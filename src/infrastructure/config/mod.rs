use serde::{Deserialize, Serialize};

/// Runtime mode for the application
#[derive(Debug, Clone, Copy, PartialEq, Eq, Serialize, Deserialize)]
#[serde(rename_all = "lowercase")]
pub enum RuntimeMode {
    Local,
    Production,
}

impl std::fmt::Display for RuntimeMode {
    fn fmt(&self, f: &mut std::fmt::Formatter<'_>) -> std::fmt::Result {
        match self {
            Self::Local => write!(f, "local"),
            Self::Production => write!(f, "production"),
        }
    }
}

impl std::str::FromStr for RuntimeMode {
    type Err = String;

    fn from_str(s: &str) -> Result<Self, Self::Err> {
        match s.to_lowercase().as_str() {
            "local" => Ok(Self::Local),
            "production" | "prod" => Ok(Self::Production),
            _ => Err(format!("Invalid runtime mode: {s}. Valid values: local, production")),
        }
    }
}

/// Application configuration
#[derive(Debug, Clone, Serialize, Deserialize)]
pub struct AppConfig {
    pub mode: RuntimeMode,
    pub storage: StorageConfig,
    pub logging: LoggingConfig,
}

/// Media storage configuration
#[derive(Debug, Clone, Serialize, Deserialize)]
pub struct StorageConfig {
    pub base_path: String,
    pub max_file_size: u64, // bytes
}

/// Logging configuration
#[derive(Debug, Clone, Serialize, Deserialize)]
pub struct LoggingConfig {
    pub level: String,
    pub filter: Option<String>,
    pub format: LogFormat,
}

/// Log output format
#[derive(Debug, Clone, Copy, PartialEq, Eq, Serialize, Deserialize)]
#[serde(rename_all = "lowercase")]
pub enum LogFormat {
    Pretty,
    Json,
    Compact,
}

impl AppConfig {
    /// Load configuration based on runtime mode
    ///
    /// # Errors
    /// Returns an error if required environment variables are missing or invalid
    pub fn load() -> Result<Self, config::ConfigError> {
        // Detect runtime mode from environment (default: local)
        let mode = std::env::var("RUN_MODE")
            .unwrap_or_else(|_| "local".to_string())
            .parse::<RuntimeMode>()
            .map_err(config::ConfigError::Message)?;

        Self::load_for_mode(mode)
    }

    /// Load configuration for a specific runtime mode
    ///
    /// # Errors
    /// Returns an error if required environment variables are missing or invalid
    pub fn load_for_mode(mode: RuntimeMode) -> Result<Self, config::ConfigError> {
        let mut builder = config::Config::builder();

        // For local mode only, load .env files (if they exist)
        if mode == RuntimeMode::Local {
            dotenvy::dotenv().ok();
            builder = builder.add_source(config::File::with_name(".env.local").required(false));
        }
        // Production mode relies solely on environment variables (no .env file)

        // Add environment variables (these override .env file values)
        builder = builder
            .add_source(config::Environment::with_prefix("CATALOG_SERVICE"))
            .add_source(config::Environment::default());

        // Set mode-specific defaults
        let (storage_base, log_format) = match mode {
            RuntimeMode::Local => ("./media", "pretty"),
            RuntimeMode::Production => ("/app/media", "json"),
        };

        let settings = builder
            .set_default("mode", mode.to_string())?
            .set_default("storage.base_path", storage_base)?
            .set_default("storage.max_file_size", 500_000_000)? // 500MB
            .set_default("logging.level", "info")?
            .set_default("logging.filter", None::<String>)?
            .set_default("logging.format", log_format)?
            .build()?;

        settings.try_deserialize()
    }
}

impl LoggingConfig {
    /// Directive string for the tracing env filter
    ///
    /// An explicit `filter` wins over the crate-scoped `level` default.
    #[must_use]
    pub fn env_filter(&self) -> String {
        self.filter
            .clone()
            .unwrap_or_else(|| format!("video_catalog_service={}", self.level))
    }
}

• **WORK ORDER**:
Produce a verbatim transcript of the material above.

• **EXERCISE OUTPUT**:
filename src/infrastructure/config/mod.rs
use serde::{Deserialize, Serialize};

/// Runtime mode for the application
#[derive(Debug, Clone, Copy, PartialEq, Eq, Serialize, Deserialize)]
#[serde(rename_all = "lowercase")]
pub enum RuntimeMode {
    Local,
    Production,
}

impl std::fmt::Display for RuntimeMode {
    fn fmt(&self, f: &mut std::fmt::Formatter<'_>) -> std::fmt::Result {
        match self {
            Self::Local => write!(f, "local"),
            Self::Production => write!(f, "production"),
        }
    }
}

impl std::str::FromStr for RuntimeMode {
    type Err = String;

    fn from_str(s: &str) -> Result<Self, Self::Err> {
        match s.to_lowercase().as_str() {
            "local" => Ok(Self::Local),
            "production" | "prod" => Ok(Self::Production),
            _ => Err(format!("Invalid runtime mode: {s}. Valid values: local, production")),
        }
    }
}

/// Application configuration
#[derive(Debug, Clone, Serialize, Deserialize)]
pub struct AppConfig {
    pub mode: RuntimeMode,
    pub storage: StorageConfig,
    pub logging: LoggingConfig,
}

/// Media storage configuration
#[derive(Debug, Clone, Serialize, Deserialize)]
pub struct StorageConfig {
    pub base_path: String,
    pub max_file_size: u64, // bytes
}

/// Logging configuration
#[derive(Debug, Clone, Serialize, Deserialize)]
pub struct LoggingConfig {
    pub level: String,
    pub filter: Option<String>,
    pub format: LogFormat,
}

/// Log output format
#[derive(Debug, Clone, Copy, PartialEq, Eq, Serialize, Deserialize)]
#[serde(rename_all = "lowercase")]
pub enum LogFormat {
    Pretty,
    Json,
    Compact,
}

impl AppConfig {
    /// Load configuration based on runtime mode
    ///
    /// # Errors
    /// Returns an error if required environment variables are missing or invalid
    pub fn load() -> Result<Self, config::ConfigError> {
        // Detect runtime mode from environment (default: local)
        let mode = std::env::var("RUN_MODE")
            .unwrap_or_else(|_| "local".to_string())
            .parse::<RuntimeMode>()
            .map_err(config::ConfigError::Message)?;

        Self::load_for_mode(mode)
    }

    /// Load configuration for a specific runtime mode
    ///
    /// # Errors
    /// Returns an error if required environment variables are missing or invalid
    pub fn load_for_mode(mode: RuntimeMode) -> Result<Self, config::ConfigError> {
        let mut builder = config::Config::builder();

        // For local mode only, load .env files (if they exist)
        if mode == RuntimeMode::Local {
            dotenvy::dotenv().ok();
            builder = builder.add_source(config::File::with_name(".env.local").required(false));
        }
        // Production mode relies solely on environment variables (no .env file)

        // Add environment variables (these override .env file values)
        builder = builder
            .add_source(config::Environment::with_prefix("CATALOG_SERVICE"))
            .add_source(config::Environment::default());

        // Set mode-specific defaults
        let (storage_base, log_format) = match mode {
            RuntimeMode::Local => ("./media", "pretty"),
            RuntimeMode::Production => ("/app/media", "json"),
        };

        let settings = builder
            .set_default("mode", mode.to_string())?
            .set_default("storage.base_path", storage_base)?
            .set_default("storage.max_file_size", 500_000_000)? // 500MB
            .set_default("logging.level", "info")?
            .set_default("logging.filter", None::<String>)?
            .set_default("logging.format", log_format)?
            .build()?;

        settings.try_deserialize()
    }
}

impl LoggingConfig {
    /// Directive string for the tracing env filter
    ///
    /// An explicit `filter` wins over the crate-scoped `level` default.
    #[must_use]
    pub fn env_filter(&self) -> String {
        self.filter
            .clone()
            .unwrap_or_else(|| format!("video_catalog_service={}", self.level))
    }
}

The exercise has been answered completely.